The Morning Call
4/29/16
The
Market
Technical
The indices
(DJIA 17830, S&P 2075) see sawed back and forth during the day and then
died in the last hour. Volume fell and breadth weakened. The VIX jumped 11%, adding weight to the
notion that it has made a double bottom.
The Dow closed
[a] above its 100 day moving average, now support, [b] above its 200 day moving
average, now support, [c] within a short term uptrend {17651-18605}, [c] in an
intermediate term trading range {15842-18295} and [d] in a long term uptrend {5541-19413}.
The S&P
finished [a] above its 100 day moving average, now support, [b] above its 200
day moving average, now support, [c] below the lower boundary of its short term
uptrend {2099-2201}; if it remains there through the close next Monday, it will
reset to a trading range, [d] in an intermediate term trading range {1867-2134}
and [e] in a long term uptrend {830-2218}.
The long
Treasury was up again on good volume again.
It has now bounced off of its 100 day moving and double bounced off of a
key Fibonacci level with some authority.
However, it is still in a trading range dating back to early
February. So I am not sure that there is
much information value until TLT breaks out of that range.
What the output
gap means to bond prices (medium):
GLD was up 2%,
finishing within in a short term uptrend, above its 100 day moving average and
a key Fibonacci level and nearing its March high. If it successfully challenges that high, the
upper boundary of its intermediate term trading range becomes the next
objective.
Bottom
line: the ‘do nothing’ BOJ meeting caused
an early sell off, then stocks spent much of the day recovering---until Carl
Icahn said (1) he sold his Apple stock and (2) a day of reckoning was coming in
stocks. That resulted in the late day
sell off. As I note above, the decline pushed
the S&P through the lower boundary of its short term uptrend. That is the first technical indication that
the current rally could be over.
However, under our time and distance discipline, that trend break won’t
be confirmed until next Monday.

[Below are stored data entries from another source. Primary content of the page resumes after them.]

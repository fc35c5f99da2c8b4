//! Device sessions.
//!
//! A session is the allocation context a caller opens before creating jobs.
//! It carries device-level defaults that seed every job created under it;
//! once initialized, its parameters are frozen. Sessions do not own jobs.

use crate::error::{DeviceError, DeviceResult};
use crate::scheduler::DeviceScheduler;

/// Lifecycle phase of a [`Session`].
#[derive(Debug, Clone, Copy, PartialEq, Eq)]
pub enum SessionStatus {
    /// Freshly allocated; parameters may still be set.
    Allocated,
    /// Initialized against an operable device; parameters are frozen.
    Initialized,
}

/// Defaults a session hands to each job it creates.
#[derive(Debug, Clone)]
pub struct SessionDefaults {
    pub qubit_count: usize,
    pub sim_type: u32,
    pub sim_exec_type: u32,
    pub max_bond_dim: Option<u64>,
}

impl Default for SessionDefaults {
    fn default() -> Self {
        Self {
            qubit_count: 64,
            sim_type: 0,
            sim_exec_type: 0,
            max_bond_dim: None,
        }
    }
}

/// Parameters settable on a session while it is still `Allocated`.
#[derive(Debug, Clone)]
pub enum SessionParam {
    /// Opaque credential; stored, not validated here.
    Token(String),
    QubitCount(usize),
    SimType(u32),
    SimExecType(u32),
    MaxBondDim(u64),
}

/// A device session.
#[derive(Debug)]
pub struct Session {
    status: SessionStatus,
    token: Option<String>,
    defaults: SessionDefaults,
}

impl Session {
    /// Allocate a new session with device defaults.
    pub fn new() -> Self {
        Self {
            status: SessionStatus::Allocated,
            token: None,
            defaults: SessionDefaults::default(),
        }
    }

    pub fn status(&self) -> SessionStatus {
        self.status
    }

    pub fn token(&self) -> Option<&str> {
        self.token.as_deref()
    }

    pub(crate) fn defaults(&self) -> &SessionDefaults {
        &self.defaults
    }

    /// Set a parameter. Legal only while `Allocated`.
    pub fn set_parameter(&mut self, param: SessionParam) -> DeviceResult<()> {
        if self.status != SessionStatus::Allocated {
            return Err(DeviceError::BadState {
                operation: "session set_parameter",
                found: "Initialized".to_string(),
            });
        }
        match param {
            SessionParam::Token(token) => self.token = Some(token),
            SessionParam::QubitCount(n) => self.defaults.qubit_count = n,
            SessionParam::SimType(t) => self.defaults.sim_type = t,
            SessionParam::SimExecType(t) => self.defaults.sim_exec_type = t,
            SessionParam::MaxBondDim(dim) => self.defaults.max_bond_dim = Some(dim),
        }
        Ok(())
    }

    /// Initialize the session against a device. Fails `Fatal` when the
    /// device is not operable, and `BadState` when already initialized.
    pub fn initialize(&mut self, scheduler: &DeviceScheduler) -> DeviceResult<()> {
        if self.status == SessionStatus::Initialized {
            return Err(DeviceError::BadState {
                operation: "session initialize",
                found: "Initialized".to_string(),
            });
        }
        let device = scheduler.device_status();
        if !device.is_operable() {
            return Err(DeviceError::Fatal(format!(
                "device is {device}, cannot initialize session"
            )));
        }
        self.status = SessionStatus::Initialized;
        Ok(())
    }
}

impl Default for Session {
    fn default() -> Self {
        Self::new()
    }
}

Until
that happens, I am holding on to my current assumptions: stocks are in heavily
congested territory, so the upward progress will be more plodding but I expect
them to challenge their all-time highs and fail.
Fundamental
Headlines
The
US economic data couldn’t handle Wednesday’s good fortune returning to a more
negative tone: first quarter GDP was below expectations (primary indicator), weekly
jobless claims rose but less than anticipated and the April Kansas City Fed
manufacturing index was down but not as much as in March.
International
stats were the best in memory: March Chinese industrial profits rose 10%+, April
EU consumer confidence was up slightly and April German unemployment fell. Not to rain on the global data parade, but
after a near continues chain of poor numbers over an extended period of time,
one (now two) day is hardly a sign of any change in trend. Still any turnaround starts with the first
day’s improvement. So the door is open to the possibility of a shift; but that
is it.
***overnight,
Italian unemployment was below forecasts, while first quarter Italian, French
and EU GDP were above, first quarter EU inflation was below estimates.
The
big economic news of the day was the surprise decision by the Bank of Japan to
take no further steps to either increase security purchases or move deeper into
negative rate territory. I can think of
a couple of reasons for this inaction: (1) the Chinese threat at the G20
meeting to stop the currency devaluations, (2) the realization that none of its
QE/negative interest rate measures have worked, so why do more. We all should be so lucky if it was the
latter. How thankful I would be if this is
a sign that we might be seeing the beginning of the end of central bank
overreach. Of course, we don’t yet have
a clear idea of the BOJ’s rationale.
Hopefully, that comes soon.
Bottom line: initially,
the BOJ inaction looked like quite a blow to the QE forever crowd; but then
stocks began a decent recovery almost immediately---which I have to say was
confusing to me. It maybe that the
underlying price momentum of the Market is so strong that this bad news simply
wasn’t enough to discourage the buyers. Then
the aforementioned Icahn statement disrupted the recovery in prices, making it
more difficult to measure the full impact of the BOJ move in isolation. I am sure we will know more soon.
All this said,
as a standalone (in)action, the fact that we don’t have more QE today than
yesterday is a positive.
My
thought for the day: Staying on the
subject of Buy and Sell Disciplines: it is important to remember that no
decision is irrevocable. For instance,
if you Buy a stock and it declines, hitting your Stop Loss Price, the concern
is inevitably ‘what if I sell and the stock goes back up?’ (i.e. I am wrong
twice) So, what if does? Remember that your portfolio doesn’t know
what it doesn’t own---if you sell and the stock goes up, your portfolio doesn’t
know and your performance won’t get docked for the subsequent rise. In short, you should be agnostic to what
happens after you sell because your portfolio sure is. That said, even if that Stop proves to be
wrong, you can always buy it back later.
If the upside hasn’t changed, whatever the opportunity cost (the
difference between the Stop price and the price you Buy it back) is, it is
likely to be negligible in the scheme of things. On the other hand, if the stock continues
down, you will have saved your portfolio the greatest sin---a big loss.
More
on profit margins (short):
Earnings
‘beats’ and yesterday’s GDP number (medium):
And
even worse, is the SEC about to crack down on the free for all in non GAAP
accounting? (medium and a must read):
Investing for Survival
The
role of randomness in portfolio performance.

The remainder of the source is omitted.